The Mary Lou Whitney entrance gate. More excellent people watching. I do wish the boring and visually miserable trend of excessive casualness in attire would go away. Seriously. 

I'd never seen a jockey in real life before. They really are small but there's no lack of confidence in their body language. Makes total sense. Wit that, it makes no sense at all that this sport remains a boy's domain.

Watching the parade of top equine and human athletes walking to the track never gets old.

I worked at an architectural firm for a while, so I won't use the word "iconic" but...yeah.

Trainer and rider on their way to workout. I'm new to this world, but this is the only trainer I saw who regularly rode out to the track with his riders and horses.

I noticed in all my photos of backstretch workers and horses that almost all the people avoid the camera, and I understand and respect that. Any amount of time with horses, for me, drives home the point that I'm small, weak and insignificant and hugely privileged to get to be around horses at all. I like to think that all these workers feel the same.

People watching is good at the race track. I'm baffled as to why people would setup their stuff and watch races on TV that are happening just yards away but they do, and they're apparently having a great time. 

In my other life, I'm an exercise rider. The young people who ride these biological Formula Ones are as athletic and magnificent as their mounts. It's always exciting to watch them at morning workout at the Oklahoma training track.

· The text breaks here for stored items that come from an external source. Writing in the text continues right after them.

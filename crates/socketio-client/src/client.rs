//! Public entry point: [`Client`] and [`Client::handle_events`].

use std::sync::Arc;
use std::time::Duration;

use tokio_util::sync::CancellationToken;

use crate::connection::{self, CONNECT_TIMEOUT, Session, build_ws_url};
use crate::diagnostics::{DiscardSink, TracingSink};
use crate::types::{BoxError, Error, Event, TokenSource};

/// Client for receiving events from a Socket.IO server over WebSocket.
///
/// Each [`handle_events`](Client::handle_events) call makes exactly one
/// connection attempt and joins the default namespace. There is no
/// reconnection; callers decide whether and when to call again.
#[derive(Clone)]
pub struct Client {
    server: String,
    token_source: Option<Arc<dyn TokenSource>>,
    discard_sink: Arc<dyn DiscardSink>,
    connect_timeout: Duration,
}

impl Client {
    /// `server` is the Socket.IO endpoint, e.g. `https://host/socket.io/`.
    /// Query parameters on it are sent along with the protocol parameters.
    pub fn new(server: impl Into<String>) -> Self {
        Self {
            server: server.into(),
            token_source: None,
            discard_sink: Arc::new(TracingSink),
            connect_timeout: CONNECT_TIMEOUT,
        }
    }

    /// Authenticate with `token=Bearer <token>` on every connection attempt.
    pub fn with_token_source(mut self, token_source: Arc<dyn TokenSource>) -> Self {
        self.token_source = Some(token_source);
        self
    }

    /// Report dropped frames to `sink` instead of the `tracing` default.
    pub fn with_discard_sink(mut self, sink: Arc<dyn DiscardSink>) -> Self {
        self.discard_sink = sink;
        self
    }

    /// Upper bound on the WebSocket dial. Defaults to 30 seconds.
    pub fn with_connect_timeout(mut self, timeout: Duration) -> Self {
        self.connect_timeout = timeout;
        self
    }

    /// Connect and deliver events to `handler` until the stream ends.
    ///
    /// Frames are handled in arrival order and `handler` is called inline, so
    /// a slow handler delays keepalive replies. Returning `Err` from `handler`
    /// stops the stream and that error is returned as [`Error::Handler`].
    ///
    /// This only returns with an error: the connection failed or closed, the
    /// handler stopped it, or `cancel` fired ([`Error::Cancelled`]). The
    /// connection is closed before returning.
    pub async fn handle_events<H>(
        &self,
        cancel: &CancellationToken,
        mut handler: H,
    ) -> Result<(), Error>
    where
        H: FnMut(Event) -> Result<(), BoxError>,
    {
        let url = build_ws_url(&self.server, self.token_source.as_deref()).await?;
        let mut session = Session::connect(&url, cancel, self.connect_timeout).await?;

        let result = connection::run(&mut session, self.discard_sink.as_ref(), &mut handler).await;
        if let Err(ref e) = result {
            tracing::debug!("Event stream ended: {e}");
        }
        result
    }
}

impl std::fmt::Debug for Client {
    fn fmt(&self, f: &mut std::fmt::Formatter<'_>) -> std::fmt::Result {
        f.debug_struct("Client")
            .field("server", &self.server)
            .field("authenticated", &self.token_source.is_some())
            .field("connect_timeout", &self.connect_timeout)
            .finish_non_exhaustive()
    }
}
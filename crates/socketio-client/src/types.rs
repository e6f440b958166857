//! Public types for the socketio-client crate.

use std::future::Future;
use std::time::Duration;

use async_trait::async_trait;
use serde::de::DeserializeOwned;
use tokio_tungstenite::tungstenite;

/// A boxed error type for token sources and event handlers.
pub type BoxError = Box<dyn std::error::Error + Send + Sync>;

/// Supplies the bearer token sent with each connection attempt.
///
/// Called at most once per [`Client::handle_events`](crate::Client::handle_events)
/// call, before dialing. Caching and refresh are up to the implementation.
#[async_trait]
pub trait TokenSource: Send + Sync {
    async fn token(&self) -> Result<String, BoxError>;
}

/// A fixed token.
#[derive(Debug, Clone)]
pub struct StaticToken(pub String);

#[async_trait]
impl TokenSource for StaticToken {
    async fn token(&self) -> Result<String, BoxError> {
        Ok(self.0.clone())
    }
}

/// A token source backed by an async closure.
///
/// ```
/// use std::sync::Arc;
/// use socketio_client::{BoxError, Client, TokenFn};
///
/// let client = Client::new("https://example.com/socket.io/").with_token_source(Arc::new(
///     TokenFn(|| async { Ok::<_, BoxError>("fresh-token".to_string()) }),
/// ));
/// ```
#[derive(Clone)]
pub struct TokenFn<F>(pub F);

#[async_trait]
impl<F, Fut> TokenSource for TokenFn<F>
where
    F: Fn() -> Fut + Send + Sync,
    Fut: Future<Output = Result<String, BoxError>> + Send,
{
    async fn token(&self) -> Result<String, BoxError> {
        (self.0)().await
    }
}

impl<F> std::fmt::Debug for TokenFn<F> {
    fn fmt(&self, f: &mut std::fmt::Formatter<'_>) -> std::fmt::Result {
        f.write_str("TokenFn")
    }
}

/// A Socket.IO event received from the server.
#[derive(Debug, Clone, PartialEq, Eq)]
pub struct Event {
    /// Event name, the first value of the event packet.
    pub name: String,
    /// Event data as JSON text, the second value of the event packet.
    pub data: String,
}

impl Event {
    /// Deserialize [`data`](Event::data) into `T`.
    pub fn parse_data<T: DeserializeOwned>(&self) -> Result<T, serde_json::Error> {
        serde_json::from_str(&self.data)
    }
}

/// Errors returned by this crate. Each variant names the phase that failed.
#[derive(Debug, thiserror::Error)]
pub enum Error {
    #[error("invalid url: {0}")]
    Url(#[from] url::ParseError),

    #[error("invalid url: unsupported scheme {0:?}")]
    UnsupportedScheme(String),

    #[error("get token: {0}")]
    TokenFetch(BoxError),

    #[error("websocket dial: {0}")]
    Dial(Box<tungstenite::Error>),

    #[error("websocket dial: timed out after {0:?}")]
    ConnectTimeout(Duration),

    #[error("socketio connect to namespace: {0}")]
    Handshake(Box<tungstenite::Error>),

    #[error("read: {0}")]
    Read(Box<tungstenite::Error>),

    #[error("read: connection closed")]
    ConnectionClosed,

    #[error("cancelled")]
    Cancelled,

    #[error("eio pong: {0}")]
    Pong(Box<tungstenite::Error>),

    #[error(transparent)]
    Handler(BoxError),
}

impl Error {
    /// `true` when the stream stopped because the caller cancelled it.
    pub fn is_cancelled(&self) -> bool {
        matches!(self, Error::Cancelled)
    }
}

#[cfg(test)]
mod tests {
    use super::*;

    #[derive(Debug, serde::Deserialize, PartialEq)]
    struct Reading {
        celsius: f64,
    }

    #[test]
    fn event_parse_data() {
        let e = Event {
            name: "temperature".to_string(),
            data: r#"{"celsius":21.5}"#.to_string(),
        };
        let r: Reading = e.parse_data().unwrap();
        assert_eq!(r, Reading { celsius: 21.5 });
    }

    #[test]
    fn event_parse_data_mismatch() {
        let e = Event {
            name: "temperature".to_string(),
            data: r#""warm""#.to_string(),
        };
        assert!(e.parse_data::<Reading>().is_err());
    }

    #[tokio::test]
    async fn static_token() {
        let t = StaticToken("abc".to_string());
        assert_eq!(t.token().await.unwrap(), "abc");
    }

    #[tokio::test]
    async fn token_fn_calls_closure_each_time() {
        let calls = std::sync::atomic::AtomicUsize::new(0);
        let source = TokenFn(|| {
            let n = calls.fetch_add(1, std::sync::atomic::Ordering::SeqCst);
            async move { Ok::<_, BoxError>(format!("token-{n}")) }
        });
        assert_eq!(source.token().await.unwrap(), "token-0");
        assert_eq!(source.token().await.unwrap(), "token-1");
    }

    #[tokio::test]
    async fn token_fn_propagates_error() {
        let source = TokenFn(|| async { Err::<String, BoxError>("vault sealed".into()) });
        let err = source.token().await.unwrap_err();
        assert_eq!(err.to_string(), "vault sealed");
    }

    #[test]
    fn handler_error_is_transparent() {
        let err = Error::Handler("stop here".into());
        assert_eq!(err.to_string(), "stop here");
        assert!(!err.is_cancelled());
        assert!(Error::Cancelled.is_cancelled());
    }
}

I enjoy the older buildings in Saratoga. Even though this sketch has a blank brick wall, I really like this building on Long Alley.

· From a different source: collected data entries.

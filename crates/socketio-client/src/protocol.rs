//! Engine.IO / Socket.IO wire protocol: packet types, constants, and frame decode.
//!
//! A text frame is an Engine.IO packet: one type digit followed by an optional
//! payload. When that packet is a message, the payload is itself a Socket.IO
//! packet with its own type digit. Only Socket.IO event packets are decoded
//! further; their payload is a JSON array `[name, data, ...]`.

use serde_json::value::RawValue;

use crate::types::Event;

// ---------------------------------------------------------------------------
// Protocol constants
// ---------------------------------------------------------------------------

pub const ENGINE_IO_VERSION: &str = "4";
pub const TRANSPORT: &str = "websocket";

/// Message envelope carrying a connect packet for the default namespace.
pub const CONNECT_FRAME: &str = "40";
/// Pong envelope with no payload.
pub const PONG_FRAME: &str = "3";

// ---------------------------------------------------------------------------
// Packet types
// ---------------------------------------------------------------------------

/// Engine.IO (envelope) packet type, the first character of every frame.
#[derive(Debug, Clone, Copy, PartialEq, Eq)]
pub enum EnginePacketType {
    Open,
    Close,
    Ping,
    Pong,
    Message,
    Upgrade,
    Noop,
}

impl EnginePacketType {
    pub fn from_char(c: char) -> Option<Self> {
        match c.to_digit(10)? {
            0 => Some(Self::Open),
            1 => Some(Self::Close),
            2 => Some(Self::Ping),
            3 => Some(Self::Pong),
            4 => Some(Self::Message),
            5 => Some(Self::Upgrade),
            6 => Some(Self::Noop),
            _ => None,
        }
    }
}

/// Socket.IO (application) packet type, the second character of a message frame.
#[derive(Debug, Clone, Copy, PartialEq, Eq)]
pub enum SocketPacketType {
    Connect,
    Disconnect,
    Event,
    Ack,
    ConnectError,
    BinaryEvent,
    BinaryAck,
}

impl SocketPacketType {
    pub fn from_char(c: char) -> Option<Self> {
        match c.to_digit(10)? {
            0 => Some(Self::Connect),
            1 => Some(Self::Disconnect),
            2 => Some(Self::Event),
            3 => Some(Self::Ack),
            4 => Some(Self::ConnectError),
            5 => Some(Self::BinaryEvent),
            6 => Some(Self::BinaryAck),
            _ => None,
        }
    }
}

// ---------------------------------------------------------------------------
// Decode
// ---------------------------------------------------------------------------

/// A frame that decoded cleanly.
#[derive(Debug, Clone, PartialEq, Eq)]
pub enum Packet {
    /// Keepalive ping; must be answered with [`PONG_FRAME`].
    Ping,
    /// A Socket.IO event for the handler.
    Event(Event),
    /// Envelope packet that is observed but not acted upon (open, close, pong, ...).
    Ignored(EnginePacketType),
    /// Socket.IO packet other than an event (connect, disconnect, ack, ...).
    Skipped(SocketPacketType),
}

/// Why a frame was dropped. Never fatal to the stream.
#[derive(Debug, thiserror::Error)]
pub enum Discard {
    #[error("packet has no data")]
    Empty,

    #[error("invalid Engine.IO packet type {0:?}")]
    InvalidEngineType(char),

    #[error("message is not a Socket.IO packet")]
    MissingSocketType,

    #[error("invalid Socket.IO packet type {0:?}")]
    InvalidSocketType(char),

    #[error("event packet has no payload")]
    MissingPayload,

    #[error("could not unmarshal Socket.IO event: {0}")]
    InvalidPayload(serde_json::Error),

    #[error("unexpected number of values in Socket.IO event: {0}")]
    TooFewValues(usize),

    #[error("failed to unmarshal event name: {0}")]
    InvalidName(serde_json::Error),

    #[error("failed to handle event data: {0}")]
    InvalidData(serde_json::Error),
}

impl Discard {
    /// `true` when the frame claimed to be an event but its payload was broken,
    /// as opposed to frames that simply carry nothing to deliver.
    pub fn is_malformed(&self) -> bool {
        matches!(
            self,
            Discard::InvalidPayload(_)
                | Discard::TooFewValues(_)
                | Discard::InvalidName(_)
                | Discard::InvalidData(_)
        )
    }
}

/// Decode one text frame.
///
/// Type digits are taken per character, so multi-byte input never splits a
/// code point; the remainder after the header is handed to the JSON parser
/// untouched.
pub fn decode(frame: &str) -> Result<Packet, Discard> {
    let mut chars = frame.chars();

    let first = chars.next().ok_or(Discard::Empty)?;
    let engine = EnginePacketType::from_char(first).ok_or(Discard::InvalidEngineType(first))?;
    match engine {
        EnginePacketType::Ping => return Ok(Packet::Ping),
        EnginePacketType::Message => {}
        other => return Ok(Packet::Ignored(other)),
    }

    let second = chars.next().ok_or(Discard::MissingSocketType)?;
    let socket = SocketPacketType::from_char(second).ok_or(Discard::InvalidSocketType(second))?;
    if socket != SocketPacketType::Event {
        return Ok(Packet::Skipped(socket));
    }

    let payload = chars.as_str();
    if payload.is_empty() {
        return Err(Discard::MissingPayload);
    }
    decode_event(payload).map(Packet::Event)
}

/// Decode an event payload `[name, data, ...]`. Values past the second are ignored.
pub fn decode_event(payload: &str) -> Result<Event, Discard> {
    let values: Vec<&RawValue> = serde_json::from_str(payload).map_err(Discard::InvalidPayload)?;
    let [name, data, ..] = values.as_slice() else {
        return Err(Discard::TooFewValues(values.len()));
    };
    let name: String = serde_json::from_str(name.get()).map_err(Discard::InvalidName)?;
    let data = serde_json::to_string(data).map_err(Discard::InvalidData)?;
    Ok(Event { name, data })
}

// ---------------------------------------------------------------------------
// Tests
// ---------------------------------------------------------------------------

Apparently, the tiger lilies around here propagate like crazy. They're abundant and I tried here to show them glowing against deep shadows cast on a wooden fence.

I love the brio of this statue. As a Vermonter, I like Daniel French's work anyway but this statue has a lot of energy. The model for it - Henriette Eugenia Dickerson (Hettie Anderson) - modeled for murals, etchings, gold coins, statues, and at least one skyscraper finial.

I like visiting the area at Saratoga Spa State Park near the Hall of Springs. It's a beautiful park with lots to enjoy, especially the opportunity to get away from pavement and cars, without risking getting lost in the woods.

It's hard to even register this restaurant, at first. The building isn't quite as lavender colored as I've shown it, but I love lavender. I also put my dog in, being walked by someone else.

I love sketching people in public. As an artist and stealth sketcher, diner sketching isn't quite as anonymous as bar sketching, but it's not bad. I did this while waiting for lunch at Compton's on Broadway in Saratoga Springs. It's very much a diner, with lots of yellow pine the menu you'd expect.

I grew up in Brattleboro, Vermont and have some good memories of fun on Eliot Street. 

I went to summer camp on Lake Bomoseen one year when I was maybe 13. I mostly remember hearing "Afternoon Delight" on the radio and how disappointed I was that horseback riding wasn't on offer.

A neat little curve in the highway in Hoosick, NY. I'm not very familiar with this part of the state yet, but it's lovely. Even with all that horrible wild parsnip.

I've spent a lot of time in Shoreham, Vermont over the past five years. It's heavily agricultural, even though many of the farms are shuttered. It's beauty is undeniable, even while it's saddening how much my beloved home state has become some kind of agriculturally themed retirement community for the out of state wealthy.